Вот какая мысль приходит мне часто на ум, а прежде она не приходила. Не показывай, пожалуйста, никому этой странички моего письма; покажи разве одной только старушке Над<ежде> Ник<олаевне> Шереметевой, если она будет обо мне спрашивать: она обо мне помолится в простоте сердца. Прочие будут выводить из этого всякие заключения и умничать…
Иванову А. А., 5 декабря н. ст. 1847
223. А. А. ИВАНОВУ.
Декабрь 5 <н. ст. 1847>. Неаполь.
Давно уже я о вас не имею никаких, вестей, Александр Андреевич. Пожалуста, уведомляйте меня от времени до времени о себе, о том, что делается, как в вас, так и около вас.
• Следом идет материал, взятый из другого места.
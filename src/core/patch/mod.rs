//! Declarative bundle patches.
//!
//! A `BundlePatch` document is a list of rules. Each rule pairs a selector
//! with a set of mutations; [`apply`] runs every rule against every package
//! of a copy of the bundle.
//!
//! ```yaml
//! apiVersion: harp.elastic.co/v1
//! kind: BundlePatch
//! meta:
//!   name: rotate-db
//! spec:
//!   rules:
//!     - selector:
//!         matchPath:
//!           glob: "app/*/billing/**"
//!       package:
//!         labels:
//!           add:
//!             region: "{{ .Values.region }}"
//!         data:
//!           kv:
//!             update:
//!               DB_PASSWORD: "{{ .Values.password }}"
//! ```

mod executor;
mod spec;

pub use executor::{apply, compile_selector};
pub use spec::{
    BundlePatch, PatchKV, PatchMeta, PatchOperation, PatchPackage, PatchPackagePath, PatchRule,
    PatchSecret, PatchSelector, PatchSelectorMatch, PatchSpec,
};

pub(crate) use spec::checksum;
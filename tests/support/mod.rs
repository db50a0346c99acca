//! Test support utilities for cellar integration tests.
//!
//! Provides bundle fixtures, a reversible test transformer and tracing
//! setup.

#![allow(dead_code)]

pub mod assertions;
pub mod fixtures;

#[allow(unused_imports)]
pub use assertions::*;
#[allow(unused_imports)]
pub use fixtures::*;

use std::sync::Once;

use base64::engine::general_purpose::STANDARD;
use base64::Engine;
use cellar::core::cipher::Transformer;
use cellar::{Context, Error, Result};

static TRACING: Once = Once::new();

/// Install a test subscriber filtered by `CELLAR_LOG` (e.g.
/// `CELLAR_LOG=cellar=debug cargo test`). Silent when unset.
pub fn init_tracing() {
    TRACING.call_once(|| {
        let filter = tracing_subscriber::EnvFilter::try_from_env("CELLAR_LOG")
            .unwrap_or_else(|_| tracing_subscriber::EnvFilter::new("off"));
        let _ = tracing_subscriber::fmt()
            .with_env_filter(filter)
            .with_test_writer()
            .try_init();
    });
}

/// `encrypt(x) = base64(x)`, `decrypt(x) = unbase64(x)`.
#[derive(Debug, Default)]
pub struct Base64Transformer;

impl Transformer for Base64Transformer {
    fn name(&self) -> &str {
        "base64"
    }

    fn encrypt(&self, ctx: &Context, plaintext: &[u8]) -> Result<Vec<u8>> {
        ctx.check()?;
        Ok(STANDARD.encode(plaintext).into_bytes())
    }

    fn decrypt(&self, ctx: &Context, ciphertext: &[u8]) -> Result<Vec<u8>> {
        ctx.check()?;
        STANDARD
            .decode(ciphertext)
            .map_err(|e| Error::InvalidArgument(e.to_string()))
    }
}

/// Always fails to decrypt.
#[derive(Debug, Default)]
pub struct RejectingTransformer;

impl Transformer for RejectingTransformer {
    fn name(&self) -> &str {
        "rejecting"
    }

    fn encrypt(&self, _ctx: &Context, _plaintext: &[u8]) -> Result<Vec<u8>> {
        Err(Error::InvalidArgument("encryption disabled".into()))
    }

    fn decrypt(&self, _ctx: &Context, _ciphertext: &[u8]) -> Result<Vec<u8>> {
        Err(Error::InvalidArgument("wrong key".into()))
    }
}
Не опасайтесь от меня жестких писем, я их теперь даже и не сумею написать, ибо вижу,[1174] что если и нужно кого попрекать, так это больше себя, а не другого. Я живу в Неаполе довольно уединенно и мирно, несмотря на то, что живу в трактире. Как-то лень искать квартир, и я день за днем остаюсь[1175] в Hôtel de Rome. С Софьей Петровной вижусь довольно часто. Полагаю прожить здесь до половины февраля, а в половине февраля сажусь на корабль с тем, чтобы пуститься в Иерусалим, а оттуда в Россию. Если встретите кого-нибудь из моих знакомых, приехавших в Рим, которые бы пожелали со мной видеться, то скажите им, что от их воли — заглянуть в Неаполь.[1176] Узнайте, не отправляется ли кто также в Иерусалим около этого времени; в таком случае дайте ему мой адрес. Мне очень будет приятно иметь попутчика-земляка. Передайте при сем прилага<емое> письмецо Моллеру и будьте бодры духом и здоровы.
Н. Г.
Адресуйте в Hôtel de Rome.
Не отправляется ли на Восток кто-нибудь из художников-архитекторов? Ему бы со мною было выгодно, притом и издержек меньше.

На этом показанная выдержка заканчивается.